### Data listing

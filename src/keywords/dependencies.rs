use crate::{
    context::{Scope, ValidationContext},
    error::{SchemaError, ValidationErrorKind},
    keywords::{self, CheckResult},
    paths::InstancePath,
};
use serde_json::Value;

/// `dependencies`: property dependencies (a name or a list of names) and schema dependencies.
pub(crate) fn check(
    ctx: &mut ValidationContext<'_>,
    instance: &Value,
    dependencies: &Value,
    scope: &Scope,
    path: &InstancePath<'_>,
) -> CheckResult {
    let dependencies = dependencies.as_object().ok_or_else(|| {
        SchemaError::malformed(
            &scope.base,
            format!("'dependencies' must be an object, got {}", dependencies),
        )
    })?;
    for (property, dependency) in dependencies {
        if !ctx.types.property_exists(instance, property) {
            continue;
        }
        match dependency {
            Value::String(name) => require(ctx, instance, property, name, path)?,
            Value::Array(names) => {
                for name in names {
                    let name = name.as_str().ok_or_else(|| {
                        SchemaError::malformed(
                            &scope.base,
                            format!("property dependencies must be strings, got {}", name),
                        )
                    })?;
                    require(ctx, instance, property, name, path)?;
                }
            }
            Value::Object(_) | Value::Bool(_) => {
                keywords::check(ctx, Some(instance), dependency, scope, path, false)?
            }
            other => {
                return Err(SchemaError::malformed(
                    &scope.base,
                    format!("invalid dependency of '{}': {}", property, other),
                ))
            }
        }
    }
    Ok(())
}

fn require(
    ctx: &mut ValidationContext<'_>,
    instance: &Value,
    property: &str,
    dependency: &str,
    path: &InstancePath<'_>,
) -> CheckResult {
    if ctx.types.property_exists(instance, dependency) {
        return Ok(());
    }
    ctx.error(
        ValidationErrorKind::Dependencies {
            property: property.to_string(),
            dependency: dependency.to_string(),
        },
        path,
    )
}
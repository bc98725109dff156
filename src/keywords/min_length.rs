use crate::{
    context::{Scope, ValidationContext},
    error::ValidationErrorKind,
    keywords::{helpers, CheckResult},
    paths::InstancePath,
};
use serde_json::Value;

/// Length is counted in code points.
#[inline]
pub(crate) fn check(
    ctx: &mut ValidationContext<'_>,
    string: &str,
    limit: &Value,
    scope: &Scope,
    path: &InstancePath<'_>,
) -> CheckResult {
    let limit = helpers::limit(limit, "minLength", scope)?;
    if (bytecount::num_chars(string.as_bytes()) as u64) < limit {
        ctx.error(ValidationErrorKind::MinLength { limit }, path)?;
    }
    Ok(())
}

#[cfg(test)]
mod tests {
    use crate::tests_util;
    use serde_json::{json, Value};
    use test_case::test_case;

    #[test_case(&json!("ab"); "exact")]
    #[test_case(&json!("åß"); "multi byte characters")]
    #[test_case(&json!(1); "not a string")]
    fn valid(instance: &Value) {
        tests_util::is_valid(&json!({"minLength": 2}), instance)
    }

    #[test]
    fn too_short() {
        tests_util::expect_errors(
            &json!({"minLength": 2}),
            &json!("é"),
            &["#: Must be at least 2 characters long"],
        );
    }
}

### Problem requirements
The material is to be transcribed once more, exactly and completely.

### Solution for this problem
filename src/keywords/dependencies.rs
use crate::{
    context::{Scope, ValidationContext},
    error::{SchemaError, ValidationErrorKind},
    keywords::{self, CheckResult},
    paths::InstancePath,
};
use serde_json::Value;

/// `dependencies`: property dependencies (a name or a list of names) and schema dependencies.
pub(crate) fn check(
    ctx: &mut ValidationContext<'_>,
    instance: &Value,
    dependencies: &Value,
    scope: &Scope,
    path: &InstancePath<'_>,
) -> CheckResult {
    let dependencies = dependencies.as_object().ok_or_else(|| {
        SchemaError::malformed(
            &scope.base,
            format!("'dependencies' must be an object, got {}", dependencies),
        )
    })?;
    for (property, dependency) in dependencies {
        if !ctx.types.property_exists(instance, property) {
            continue;
        }
        match dependency {
            Value::String(name) => require(ctx, instance, property, name, path)?,
            Value::Array(names) => {
                for name in names {
                    let name = name.as_str().ok_or_else(|| {
                        SchemaError::malformed(
                            &scope.base,
                            format!("property dependencies must be strings, got {}", name),
                        )
                    })?;
                    require(ctx, instance, property, name, path)?;
                }
            }
            Value::Object(_) | Value::Bool(_) => {
                keywords::check(ctx, Some(instance), dependency, scope, path, false)?
            }
            other => {
                return Err(SchemaError::malformed(
                    &scope.base,
                    format!("invalid dependency of '{}': {}", property, other),
                ))
            }
        }
    }
    Ok(())
}

fn require(
    ctx: &mut ValidationContext<'_>,
    instance: &Value,
    property: &str,
    dependency: &str,
    path: &InstancePath<'_>,
) -> CheckResult {
    if ctx.types.property_exists(instance, dependency) {
        return Ok(());
    }
    ctx.error(
        ValidationErrorKind::Dependencies {
            property: property.to_string(),
            dependency: dependency.to_string(),
        },
        path,
    )
}
repository bc98725109dff156
filename src/keywords/min_length.rs
use crate::{
    context::{Scope, ValidationContext},
    error::ValidationErrorKind,
    keywords::{helpers, CheckResult},
    paths::InstancePath,
};
use serde_json::Value;

/// Length is counted in code points.
#[inline]
pub(crate) fn check(
    ctx: &mut ValidationContext<'_>,
    string: &str,
    limit: &Value,
    scope: &Scope,
    path: &InstancePath<'_>,
) -> CheckResult {
    let limit = helpers::limit(limit, "minLength", scope)?;
    if (bytecount::num_chars(string.as_bytes()) as u64) < limit {
        ctx.error(ValidationErrorKind::MinLength { limit }, path)?;
    }
    Ok(())
}

#[cfg(test)]
mod tests {
    use crate::tests_util;
    use serde_json::{json, Value};
    use test_case::test_case;

    #[test_case(&json!("ab"); "exact")]
    #[test_case(&json!("åß"); "multi byte characters")]
    #[test_case(&json!(1); "not a string")]
    fn valid(instance: &Value) {
        tests_util::is_valid(&json!({"minLength": 2}), instance)
    }

    #[test]
    fn too_short() {
        tests_util::expect_errors(
            &json!({"minLength": 2}),
            &json!("é"),
            &["#: Must be at least 2 characters long"],
        );
    }
}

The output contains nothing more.